# Established business in SE Oregon



## oregon woodsmok (Dec 19, 2010)

I thought this one was interesting. It's not mine. My agent mentioned it and I got the info because I thought it might do for someone on here.

Established general store and gas station near Lakeview Oregon. Corner of hwy 395 and hwy 31. Store gas, deli. house, and 2.5 acres.

Price $99, 750.

Stores do not usually include inventory, so final price might be higher, depending upon how well you negotiate. I did not look at the financials, but at the very least, it is a place to live with an income. Business at small country stores can always be pumped up by adding things like excellent home made pies that the townies will drive out to purchase, even if they don't buy gas. Also, by adding lottery (if it isn't there already). Lottery sales generate a pretty good chunk of cash.

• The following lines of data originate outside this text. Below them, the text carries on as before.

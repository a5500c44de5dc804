// Licensed to the Apache Software Foundation (ASF) under one
// or more contributor license agreements.  See the NOTICE file
// distributed with this work for additional information
// regarding copyright ownership.  The ASF licenses this file
// to you under the Apache License, Version 2.0 (the
// "License"); you may not use this file except in compliance
// with the License.  You may obtain a copy of the License at
//
//   http://www.apache.org/licenses/LICENSE-2.0
//
// Unless required by applicable law or agreed to in writing,
// software distributed under the License is distributed on an
// "AS IS" BASIS, WITHOUT WARRANTIES OR CONDITIONS OF ANY
// KIND, either express or implied.  See the License for the
// specific language governing permissions and limitations
// under the License.
use arrow::array::{Array, ArrayBuilder, ArrayRef, AsArray, UInt64Builder};
use arrow::datatypes::DataType;
use hashbrown::HashSet;

use super::common::{is_numeric_type, numeric_value_at};
use crate::exec::expr::agg::{AggregateFunction, AggregateState};
use crate::exec::hash_table::hash::{combine_hash128, hash128_bytes};

/// `uniq(x, ...)`: number of distinct argument tuples. Tuples are keyed by
/// a 128-bit hash, so distinct tuples sharing a hash are counted once. A
/// tuple with any NULL component is skipped.
#[derive(Debug)]
pub(super) struct UniqAgg;

impl UniqAgg {
    pub(super) fn try_new(arg_types: &[DataType]) -> Result<Self, String> {
        if arg_types.is_empty() {
            return Err("uniq expects at least one argument".to_string());
        }
        if let Some(bad) = arg_types.iter().find(|t| !is_hashable(t)) {
            return Err(format!("uniq unsupported input type: {:?}", bad));
        }
        Ok(Self)
    }
}

fn is_hashable(data_type: &DataType) -> bool {
    is_numeric_type(data_type)
        || matches!(
            data_type,
            DataType::Boolean
                | DataType::Utf8
                | DataType::Binary
                | DataType::FixedSizeBinary(_)
                | DataType::Null
        )
}

fn is_null_at(column: &ArrayRef, row: usize) -> bool {
    matches!(column.data_type(), DataType::Null) || column.is_null(row)
}

fn value_hash(column: &ArrayRef, row: usize) -> Result<u128, String> {
    let hash = match column.data_type() {
        DataType::Boolean => hash128_bytes(&[column.as_boolean().value(row) as u8]),
        DataType::Utf8 => hash128_bytes(column.as_string::<i32>().value(row).as_bytes()),
        DataType::Binary => hash128_bytes(column.as_binary::<i32>().value(row)),
        DataType::FixedSizeBinary(_) => hash128_bytes(column.as_fixed_size_binary().value(row)),
        _ => {
            let value = numeric_value_at(column, row)?
                .ok_or_else(|| "uniq lost a non-null value".to_string())?;
            hash128_bytes(&value.to_le_bytes())
        }
    };
    Ok(hash)
}

#[derive(Default)]
struct UniqState {
    seen: HashSet<u128>,
}

impl AggregateState for UniqState {
    fn add(&mut self, columns: &[ArrayRef], row: usize) -> Result<(), String> {
        if columns.iter().any(|column| is_null_at(column, row)) {
            return Ok(());
        }
        let mut key = 0u128;
        for column in columns {
            key = combine_hash128(key, value_hash(column, row)?);
        }
        self.seen.insert(key);
        Ok(())
    }

    fn merge(&mut self, other: &dyn AggregateState) -> Result<(), String> {
        let other = other
            .as_any()
            .downcast_ref::<UniqState>()
            .ok_or_else(|| "uniq cannot merge a foreign state".to_string())?;
        self.seen.extend(other.seen.iter().copied());
        Ok(())
    }

    fn serialize(&self) -> Vec<u8> {
        let mut keys = self.seen.iter().copied().collect::<Vec<_>>();
        keys.sort_unstable();
        let mut out = Vec::with_capacity(8 + keys.len() * 16);
        out.extend_from_slice(&(keys.len() as u64).to_le_bytes());
        for key in keys {
            out.extend_from_slice(&key.to_le_bytes());
        }
        out
    }

    fn insert_result_into(&self, out: &mut dyn ArrayBuilder) -> Result<(), String> {
        out.as_any_mut()
            .downcast_mut::<UInt64Builder>()
            .ok_or_else(|| "uniq result builder must be UInt64".to_string())?
            .append_value(self.seen.len() as u64);
        Ok(())
    }

    fn as_any(&self) -> &dyn std::any::Any {
        self
    }
}

impl AggregateFunction for UniqAgg {
    fn name(&self) -> &str {
        "uniq"
    }

    fn return_type(&self) -> DataType {
        DataType::UInt64
    }

    fn size_of_data(&self) -> usize {
        std::mem::size_of::<UniqState>()
    }

    fn allocates_memory_in_arena(&self) -> bool {
        true
    }

    fn create(&self) -> Box<dyn AggregateState> {
        Box::new(UniqState::default())
    }
}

That area is desert, so if you look at it, be sure to verify that it has water rights. Contact me PM and I will give you the agents name and phone number. I think I am not allowed to post it here because that would turn this into an ad.


----------



## Seeria (Jul 21, 2006)

Too bad it doesn't have more land on it. Highland desert area over there, which means decent days but cold as bleep nights, short seasons around 80 or less growing days. Not much snow though. Land there and towards CV is pretty cheap. And yeah, definitely check water rights for residential and business.


----------